Gnomes: Pandemic problems plus other issues around the world have had a surprising knock on effect… on gnomes!
They say a global crisis affects so-called ‘little people’ the most. Well that’s certainly true in this case. A garden staple, the sight has become all too rare in the time of Covid-19.
How so? Is there a gnome-based strain of the virus?
Of course not. But the next worst scenario has arguably come to pass. Those comforted by these pipe-smoking, toadstool-grabbing creations are feeling anxious right now.
Take the UK for example. Like any business, garden centers were hit by lockdown. Yet crisis was averted – to a certain extent – by their status as sellers of essential supplies.
BBC News reports, via Ian Byrne of Highfield Garden World, that trade is up 97% compared to the pre-Covid climate of 2019. Meanwhile the Guardian refers to the Office for National Statistics, which noted an 8.5% increase in garden center sales during late 2020.
Record numbers of people are checking out green-fingered locations. And gnomes appear high on their shopping list. Existing stock is as depleted as a carrot patch over a rabbit warren. “We haven’t seen a gnome in six months now” Byrne tells the BBC.
The market is “facing a perfect storm of lockdown” according to Iain Wylie, Chief Executive of the Garden Centre Association. Quoted by The Guardian, he reminds readers of the tight time frames required for plant growing. A problem that could take root if delays continue.
Speaking of delays, they don’t come bigger than the recent situation in the Suez Canal. The container ship ‘Ever Given’ spent several days clogging up the busy trade route. Proof that even in the modern age nature must take its course. Gardeners no doubt appreciate that philosophy.
With the ship run aground and blocking passage, materials have been unable to reach their destinations. These apparently include plastic, stone and concrete, without which the humble gnome couldn’t exist. It isn’t just diminutive characters that are out of the picture. Garden furniture is also affected.
The current troubles are a far cry from the English gnome’s origins. As described by Garden Collage Magazine, the trend started thanks to wealthy enthusiast Sir Charles Isham. In 1847 he returned from a trip to Germany with no less than 21 terra cotta gnomes in tow for his epic rockery.
Sir Charles was signed up to the British National Association of Spiritualists. Perhaps he saw something compelling in these offbeat ornaments. Garden Collage describes Germany as “steeped in the folklore of gnomes, trolls, fairies and other forest folk”. News of Sir Charles’ additions spread and the rest is history.

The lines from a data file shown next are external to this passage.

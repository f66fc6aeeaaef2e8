//! Class tree builder
//!
//! Walks a sample depth-first, asking the prompter to name every composite
//! field, and collects one class per resolved name. Class blocks come out
//! in discovery order (a parent before its children) and are rendered once
//! the walk is complete.

use super::emitter::{render_class, ClassSpec};
use super::naming::{check_identifier, is_valid_identifier, upper_camel};
use crate::error::{Error, Result};
use crate::merge::{merge_array, merge_config, merge_data};
use crate::prompt::Prompter;
use crate::types::{BuildOptions, DisambiguationMap, EmittedUnit, FieldMapping, JsonObject, JsonValue};
use indexmap::IndexMap;
use std::collections::HashSet;
use tracing::{debug, warn};

/// Build the classes for `sample`, naming the top class from `map.name`
///
/// `map` carries the decisions of an earlier run (or is empty); it is
/// updated in place with every answer and returned in the unit. A top
/// level array is collapsed into one representative object first.
pub fn build<P>(
    prompter: &mut P,
    sample: &JsonValue,
    map: DisambiguationMap,
    options: &BuildOptions,
) -> Result<EmittedUnit>
where
    P: Prompter + ?Sized,
{
    let mut map = map;
    let name = map
        .name
        .clone()
        .filter(|n| !n.is_empty())
        .ok_or_else(|| Error::invalid_sample("the top class has no name"))?;

    let root = match sample {
        JsonValue::Object(obj) => obj.clone(),
        JsonValue::Array(items) => match merge_array(items) {
            JsonValue::Object(obj) => obj,
            _ => return Err(Error::invalid_sample("array items are not objects")),
        },
        other => {
            return Err(Error::invalid_sample(format!(
                "expected an object or an array of objects, got {}",
                type_name(other)
            )))
        }
    };

    let mut builder = ClassTreeBuilder::new(prompter, options);
    builder.visit_object(&root, &mut map, true)?;
    let code = builder.finish()?;

    Ok(EmittedUnit { name, code, map })
}

/// A class collected during the walk
#[derive(Debug, Default)]
struct ClassBlock {
    /// `None` until the node that reserved the slot has been visited
    sample: Option<JsonObject>,
    mapping: FieldMapping,
    strict: bool,
}

/// Naming context handed from a node to its fields
struct Parent {
    name: String,
    stem: String,
    is_top: bool,
}

/// Stateful walk over one sample
pub struct ClassTreeBuilder<'a, P: Prompter + ?Sized> {
    prompter: &'a mut P,
    options: &'a BuildOptions,
    classes: IndexMap<String, ClassBlock>,
    blockless: HashSet<String>,
}

impl<'a, P: Prompter + ?Sized> ClassTreeBuilder<'a, P> {
    /// Create a builder asking `prompter`
    pub fn new(prompter: &'a mut P, options: &'a BuildOptions) -> Self {
        Self {
            prompter,
            options,
            classes: IndexMap::new(),
            blockless: HashSet::new(),
        }
    }

    /// Number of distinct classes collected so far
    pub fn class_count(&self) -> usize {
        self.classes.len()
    }

    fn visit_object(&mut self, obj: &JsonObject, cfg: &mut FieldMapping, is_top: bool) -> Result<()> {
        let name = cfg.name_or_empty().to_string();
        let emits = self.emits_class(obj, cfg, &name);
        if emits {
            self.classes.entry(name.clone()).or_default();
        } else if !cfg.ignore && !cfg.mapped && !name.is_empty() {
            self.blockless.insert(name.clone());
        }
        if cfg.mapped {
            align_representative(obj, cfg);
        }

        let parent = Parent {
            stem: cfg.stem().to_string(),
            name,
            is_top,
        };

        // A mapped container only elaborates its first value; the other
        // values are assumed to share its shape.
        let fields = obj.len().min(if cfg.mapped { 1 } else { usize::MAX });
        for (key, value) in obj.iter().take(fields) {
            match value {
                JsonValue::Array(items) if !items.is_empty() => {
                    if let JsonValue::Object(item) = merge_array(items) {
                        let mp = cfg.map.entry(key.clone()).or_default();
                        self.visit_array_field(&parent, key, &item, mp)?;
                    }
                }
                JsonValue::Object(child) => {
                    let mp = cfg.map.entry(key.clone()).or_default();
                    if cfg.mapped {
                        mp.suffix = false;
                    }
                    self.visit_object_field(&parent, key, child, mp)?;
                }
                _ => {}
            }
        }

        if emits {
            self.record(&parent.name, obj, cfg)?;
        }
        Ok(())
    }

    fn emits_class(&self, obj: &JsonObject, cfg: &FieldMapping, name: &str) -> bool {
        if cfg.ignore || cfg.mapped {
            return false;
        }
        if let Err(e) = check_identifier(name) {
            warn!(error = %e, "no class emitted for this object");
            return false;
        }
        if let Some(key) = obj.keys().find(|k| !is_valid_identifier(k)) {
            warn!(class = %name, key = %key, "invalid field key, no class emitted");
            return false;
        }
        true
    }

    fn visit_array_field(
        &mut self,
        parent: &Parent,
        key: &str,
        item: &JsonObject,
        mp: &mut FieldMapping,
    ) -> Result<()> {
        if mp.ignore {
            debug!(field = %key, "array field ignored");
            return Ok(());
        }
        self.prompter.prompt(&format!(
            "\nThe following array child objects are detected({}.{key}[]):\n{}\n",
            parent.name,
            pretty(item)
        ));

        let default_name = match &mp.name {
            Some(name) if !name.is_empty() => name.clone(),
            _ => self.default_item_name(parent, key, mp),
        };
        let answer = self.prompter.ask(
            &format!("Enter name of item of array ({default_name}): "),
            Some(&default_name),
        )?;
        let answer = answer.trim();
        let name = if answer.is_empty() {
            default_name
        } else {
            answer.to_string()
        };

        if mp.name_trim.is_none() && mp.suffix {
            if let Some(suffix) = self.options.item_suffix() {
                if name.len() > suffix.len() && name.ends_with(suffix) {
                    mp.name_trim = Some(suffix.to_string());
                }
            }
        }
        mp.name = Some(name);
        mp.mapped = false;
        mp.dynamic = false;

        self.visit_object(item, mp, false)
    }

    fn visit_object_field(
        &mut self,
        parent: &Parent,
        key: &str,
        child: &JsonObject,
        mp: &mut FieldMapping,
    ) -> Result<()> {
        if mp.ignore {
            debug!(field = %key, "object field ignored");
            return Ok(());
        }
        self.prompter.prompt(&format!(
            "\nThe following child object was detected({}.{key}):\n{}\n",
            parent.name,
            pretty(child)
        ));

        let default_name = match &mp.name {
            Some(name) if !name.is_empty() => name.clone(),
            _ => self.default_object_name(parent, key),
        };
        let default_choice = if mp.mapped {
            "1"
        } else if mp.dynamic {
            "2"
        } else {
            "0"
        };
        let query = format!(
            "  0. The default object name ({default_name})\n  \
             1. Is a object map (map)\n  \
             2. Is a dynamic object (dynamic)\n\n\
             Enter a new name or the number above ({default_choice}): "
        );
        let answer = self.prompter.ask(&query, Some(default_choice))?;
        let answer = answer.trim();
        let choice = if answer.is_empty() { default_choice } else { answer };

        mp.mapped = false;
        mp.dynamic = false;
        mp.name = Some(default_name);
        match choice {
            "0" => {}
            "1" | "map" => mp.mapped = true,
            "2" | "dynamic" => mp.dynamic = true,
            other => mp.name = Some(other.to_string()),
        }

        if mp.mapped && !child.values().next().is_some_and(JsonValue::is_object) {
            warn!(field = %key, "map values are not objects, using a dynamic map");
            mp.mapped = false;
            mp.dynamic = true;
        }
        if mp.dynamic {
            return Ok(());
        }
        self.visit_object(child, mp, false)
    }

    /// Parent stem without the class prefix, for concatenation
    fn parent_base<'p>(&self, parent: &'p Parent) -> &'p str {
        match self.options.prefix.as_deref() {
            Some(prefix) if !prefix.is_empty() && !parent.is_top => {
                parent.stem.strip_prefix(prefix).unwrap_or(&parent.stem)
            }
            _ => &parent.stem,
        }
    }

    fn with_prefix(&self, name: String) -> String {
        match self.options.prefix.as_deref() {
            Some(prefix) if !prefix.is_empty() => format!("{prefix}{name}"),
            _ => name,
        }
    }

    fn default_object_name(&self, parent: &Parent, key: &str) -> String {
        let base = if self.options.concat {
            format!("{}{}", self.parent_base(parent), upper_camel(key))
        } else {
            upper_camel(key)
        };
        self.with_prefix(base)
    }

    fn default_item_name(&self, parent: &Parent, key: &str, mp: &mut FieldMapping) -> String {
        let mut base = String::new();
        if self.options.concat {
            base.push_str(self.parent_base(parent));
        }
        if !self.options.array.iter().any(|alias| alias == key) {
            base.push_str(&upper_camel(key));
        }
        let mut name = self.with_prefix(base);
        if mp.suffix {
            if let Some(suffix) = self.options.item_suffix() {
                name.push_str(suffix);
                mp.name_trim = Some(suffix.to_string());
            }
        }
        if name.is_empty() {
            name = upper_camel(key);
        }
        name
    }

    /// Store a visited node under its class name, widening on collision
    fn record(&mut self, name: &str, obj: &JsonObject, cfg: &FieldMapping) -> Result<()> {
        let strict = self.options.strict.unwrap_or(cfg.strict);
        let block = self.classes.entry(name.to_string()).or_default();

        let Some(existing) = block.sample.take() else {
            debug!(class = %name, fields = obj.len(), "class resolved");
            block.sample = Some(obj.clone());
            block.mapping = cfg.clone();
            block.strict = strict;
            return Ok(());
        };

        if !existing.keys().eq(obj.keys()) {
            warn!(class = %name, "class name reused for a different shape, widening");
        }
        // Keys keep the first occurrence's order, and so do its values on
        // conflict.
        let existing = JsonValue::Object(existing);
        let incoming = JsonValue::Object(obj.clone());
        block.sample = match merge_data(&existing, &merge_data(&incoming, &existing)) {
            JsonValue::Object(widened) => Some(widened),
            _ => Some(obj.clone()),
        };
        let existing = serde_json::to_value(&block.mapping)?;
        let incoming = serde_json::to_value(cfg)?;
        block.mapping =
            serde_json::from_value(merge_config(&existing, &merge_config(&incoming, &existing)))?;
        block.strict = block.strict || strict;
        Ok(())
    }

    /// Render every collected class, in discovery order
    fn finish(self) -> Result<String> {
        let mark_strict = self.options.strict.is_none();
        let blockless: HashSet<String> = self
            .blockless
            .iter()
            .filter(|name| !self.classes.contains_key(*name))
            .cloned()
            .collect();
        let mut blocks: Vec<String> = Vec::with_capacity(self.classes.len());
        for (name, block) in &self.classes {
            let Some(sample) = &block.sample else { continue };
            let spec = ClassSpec {
                name,
                sample,
                mapping: &block.mapping,
                strict: block.strict,
                mark_strict,
                blockless: &blockless,
            };
            match render_class(&spec, self.options) {
                Ok(code) => blocks.push(code),
                Err(Error::VariableNameExhausted { class, method, raw }) => {
                    blocks.push(raw);
                    return Err(Error::VariableNameExhausted {
                        class,
                        method,
                        raw: blocks.join("\n"),
                    });
                }
                Err(e) => return Err(e),
            }
        }
        Ok(blocks.join("\n"))
    }
}

/// Key the representative map entry by the first key of the sample
fn align_representative(obj: &JsonObject, cfg: &mut FieldMapping) {
    let Some(first) = obj.keys().next() else { return };
    if cfg.map.len() == 1 && cfg.map.contains_key(first) {
        return;
    }
    let representative = cfg
        .map
        .shift_remove(first)
        .or_else(|| cfg.map.shift_remove_index(0).map(|(_, m)| m));
    cfg.map.clear();
    if let Some(mut representative) = representative {
        representative.suffix = false;
        cfg.map.insert(first.clone(), representative);
    }
}

fn pretty(obj: &JsonObject) -> String {
    serde_json::to_string_pretty(obj).unwrap_or_default()
}

fn type_name(value: &JsonValue) -> &'static str {
    match value {
        JsonValue::Null => "null",
        JsonValue::Bool(_) => "a boolean",
        JsonValue::Number(_) => "a number",
        JsonValue::String(_) => "a string",
        JsonValue::Array(_) => "an array",
        JsonValue::Object(_) => "an object",
    }
}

His daughters reportedly deemed the gnomes “unfit for the aesthetic of a palatial estate”. Maybe the static bearded ones heeded this call. They eventually populated gardens owned by people of varying income brackets.
Ironically the single gnome that wasn’t disposed of – named “Lampy” – was eventually insured for $1.4 million (£1 million). He’s believed to be the oldest known of his kind. “Gnome” itself, “Gnomus” in Medieval Latin, is believed to come from Swiss scientist Paracelsus, who lived in the 16th century.
Garden Collage also mentions the 2nd century AD, where Emperor Hadrian welcomed visitors into the outdoor spaces of his villa. These weren’t gnomes by the way but living people – hermits, who’d keep the greenery in good order.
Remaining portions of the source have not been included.